22 janvier

aujourd'hui la force

Soit avec vous !

Bien évidemment, après cette immersion dans le monde de Star Wars !

Force de vie que je ressens très fort. Depuis toujours. Pour moi. Et que je sens dans mes enfants, bien entendu.

Et force physique que je travaille.

Force morale.

Force intellectuelle.

Bon, j'essaie....

Force (ou pouvoir) du moment présent que je ressens de plus en plus.

ooo

23 janvier

aujourd'hui mélange

de puissance, de réflexion, de technique, de force physique, de connaissance de soi, de confiance en l'autre, de prise de risque. Où ça ? Dans la pratique de l'escalade.

Ce sont mes heures de liberté, mes moments à moi, pour m'améliorer, rencontrer d'autres personnes, dans le mouvement, le respect.

Mélange de personnes dans une seule. Je suis celle qui va à l'atelier d'écriture le vendredi soir. Celle qui est maman à plein temps. Celle qui grimpe. Celle qui a, derrière son objectif, une plume, comme m'a dit joliment mon amie Aigue Marine. Celle qui fut formatrice en secourisme, professeur d'Histoire et Géographie. Celle qui a marché dans la montagne, la militante en allaitement, en contraception, en respect des femmes, en produits bio, en cosmétiques et jouets sans toxiques. Je suis celle qui parle à des écrivains, ou à des médecins, ou à des ouvriers, des paysans, qui se rend compte qu'elle n'est pas du tout impressionnée (ce sont des humains, comme moi). Et tout cela m'emplit, est présent sur mon chemin.

Je peux le regarder, l'embrasser de là où je suis. Cela m'accompagne.

Je SUIS ce mélange. Je vois combien mes actions passées, mes expériences, m'ont façonnées. Je comprends ce que ces choix ont fabriqué.

Cela me plait. Je veux continuer d'avancer !

ooo

24 janvier

aujourd'hui c'est long

de devenir conscient. D'apprendre à vivre dans le présent. De pouvoir parler à ses parents et les convaincre qu'ils ont tort d'avoir peur. Mais plus je suis moi, sans concession, sans penser à ce que je pourrais être ou faire d'autre, et plus je suis assurée et crédible.

J'ai vu ma mère aujourd'hui m'agresser en parole, parce qu'elle avait peur pour mes fils. J'ai pris mon élan, agis comme elle en finissant de lire mon article de journal. Puis j'ai levé les yeux, je l'ai regardé en face, et j'ai répondu point par point à ses inquiétudes parfois non formulées, avec des arguments travaillés et réfléchis.
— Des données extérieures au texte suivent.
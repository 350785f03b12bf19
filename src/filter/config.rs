use crate::error::{Error, Result};
use crate::filter::step::{StepFilter, StepFilterConfig};
use crate::filter::{
    Filter, CEILING_GAP_PARAM, CEILING_RATIO_PARAM, DEADBAND_GAP_PARAM, DEADBAND_RATIO_PARAM,
    FILTER_STAMP_TRIM_UNIT_PARAM, FILTER_TIME_LIMIT_PARAM, FLOOR_GAP_PARAM, FLOOR_RATIO_PARAM, STEP_SIZE_PARAM,
};
use crate::graph::params::Params;
use crate::temporal::ElapsedTime;

fn number(params: &Params, key: &str) -> Result<Option<f64>> {
    match params.value(key) {
        Some(v) => v
            .as_f64()
            .ok_or_else(|| Error::FilterConfigError { point: String::new(), reason: format!("{key} must be numeric") })
            .map(Some),
        None => Ok(None),
    }
}

fn elapsed(params: &Params, key: &str) -> Result<Option<ElapsedTime>> {
    match params.value(key) {
        Some(v) => v
            .as_elapsed()
            .ok_or_else(|| Error::FilterConfigError { point: String::new(), reason: format!("{key} must be an elapsed time") })
            .map(Some),
        None => Ok(None),
    }
}

/// Builds a `Filter` for one point from its `Params` (§6 Config surface).
/// A point with none of the step-filter keys present gets `Filter::Disabled`
/// — the step filter only activates when at least `STEP_SIZE` or one of the
/// deadband/floor/ceiling/trim/time-limit keys is configured.
pub fn build(point_name: &str, params: &Params) -> Result<Filter> {
    let with_point = |e: Error| match e {
        Error::FilterConfigError { reason, .. } => Error::FilterConfigError { point: point_name.to_string(), reason },
        other => other,
    };

    let has_any = [
        STEP_SIZE_PARAM,
        DEADBAND_GAP_PARAM,
        DEADBAND_RATIO_PARAM,
        FLOOR_GAP_PARAM,
        FLOOR_RATIO_PARAM,
        CEILING_GAP_PARAM,
        CEILING_RATIO_PARAM,
        FILTER_STAMP_TRIM_UNIT_PARAM,
        FILTER_TIME_LIMIT_PARAM,
    ]
    .iter()
    .any(|key| params.contains(key));

    if !has_any {
        return Ok(Filter::Disabled);
    }

    let deadband_gap = number(params, DEADBAND_GAP_PARAM)
        .map_err(with_point)?
        .or(number(params, STEP_SIZE_PARAM).map_err(with_point)?)
        .unwrap_or(0.0);
    let deadband_ratio = number(params, DEADBAND_RATIO_PARAM).map_err(with_point)?.unwrap_or(0.0);
    let floor_gap = number(params, FLOOR_GAP_PARAM).map_err(with_point)?;
    let floor_ratio = number(params, FLOOR_RATIO_PARAM).map_err(with_point)?;
    let ceiling_gap = number(params, CEILING_GAP_PARAM).map_err(with_point)?;
    let ceiling_ratio = number(params, CEILING_RATIO_PARAM).map_err(with_point)?;
    let trim_unit = elapsed(params, FILTER_STAMP_TRIM_UNIT_PARAM).map_err(with_point)?;
    let time_limit = elapsed(params, FILTER_TIME_LIMIT_PARAM).map_err(with_point)?;

    if deadband_gap < 0.0 || deadband_ratio < 0.0 {
        return Err(Error::FilterConfigError {
            point: point_name.to_string(),
            reason: "deadband gap/ratio must be non-negative".to_string(),
        });
    }

    Ok(Filter::Step(StepFilter::new(StepFilterConfig {
        deadband_gap,
        deadband_ratio,
        floor_gap,
        floor_ratio,
        ceiling_gap,
        ceiling_ratio,
        trim_unit,
        time_limit,
    })))
}

#[cfg(test)]
mod tests {
    use super::*;
    use crate::graph::params::ParamValue;

    #[test]
    fn no_keys_gives_disabled_filter() {
        let params = Params::new();
        assert!(matches!(build("P", &params).unwrap(), Filter::Disabled));
    }

    #[test]
    fn deadband_gap_activates_step_filter() {
        let mut params = Params::new();
        params.add(DEADBAND_GAP_PARAM, ParamValue::from(1.0)).unwrap();
        assert!(matches!(build("P", &params).unwrap(), Filter::Step(_)));
    }

    #[test]
    fn negative_deadband_is_rejected() {
        let mut params = Params::new();
        params.add(DEADBAND_GAP_PARAM, ParamValue::from(-1.0)).unwrap();
        let err = build("P", &params).unwrap_err();
        assert!(matches!(err, Error::FilterConfigError { .. }));
    }
}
Ça se voyait, ça se sentait. Je l'ai vue réfléchir, fléchir, replier les bras, s'adoucir, je l'ai entendu dire que oui, c'était vrai. J'ai bien senti qu'elle était tranquillisée d'entendre que je connaissais si bien mon enfant, que je savais comment il apprenait et comprenait, que ses relations avec les autres étaient pertinentes et confiantes, et qu'il n'avait pas besoin de cotoyer d'autres enfants toute la journée et tous les jours. Elle m'a même dit que nous-mêmes, à l'école (mon frère et ma soeur étaient inclus dans la réflexion) nous nous étions ennuyés, souvent, et n'avions pas été si bien que ça...

Parlant de mon frère... il est responsable à MSF d'Haïti (entre autres pays).

Les dons pour Haïti sont clos, ce n'est plus la peine de se dédouaner de notre impuissance en offrant notre argent pour ce pays. Parce que d'autres ont besoin d'argent, tout le temps. Il faut maintenant, tout en laissant les personnels spécialisés oeuvrer sur place, donner de notre argent au fond d'urgence. Cela servira à aider d'autres pays qui en ont besoin. Sachant que 80% de nos dons vont à la population sur le terrain, et 20% revient aux salaires et au fonctionnement de l'ONG.

C'est long et difficile de se dire que ce pays lointain est meurtri, qu'on y meurt toujours, qu'on ne peut rien faire d'ici. Long et douloureux d'entendre encore les médias parler d'Haïti et plus du tout d'autres pays qui sont eux aussi dans des situations difficiles, en proie à des guerres, des famines, des épidémies. Comme si tout s'arrêtait ailleurs parce qu'un tremblement de terre a beaucoup tué en un point du globe. Lire à ce sujet l'excellent billet d'Akynou.

C'est cet aller-retour constant entre le sensationnel, l'extra ordinaire, l'urgent, ce qui vient de se passer, le spectaculaire, et ce qui est endémique, récurrent, moins visible, qui est difficile à faire pour les journalistes. Et par conséquent pour les populations, informées de ce que les journalistes pensent que leurs lecteurs/auditeurs veulent lire/entendre/voir. Voir également le billet d'Akynou au sujet du métier de journaliste.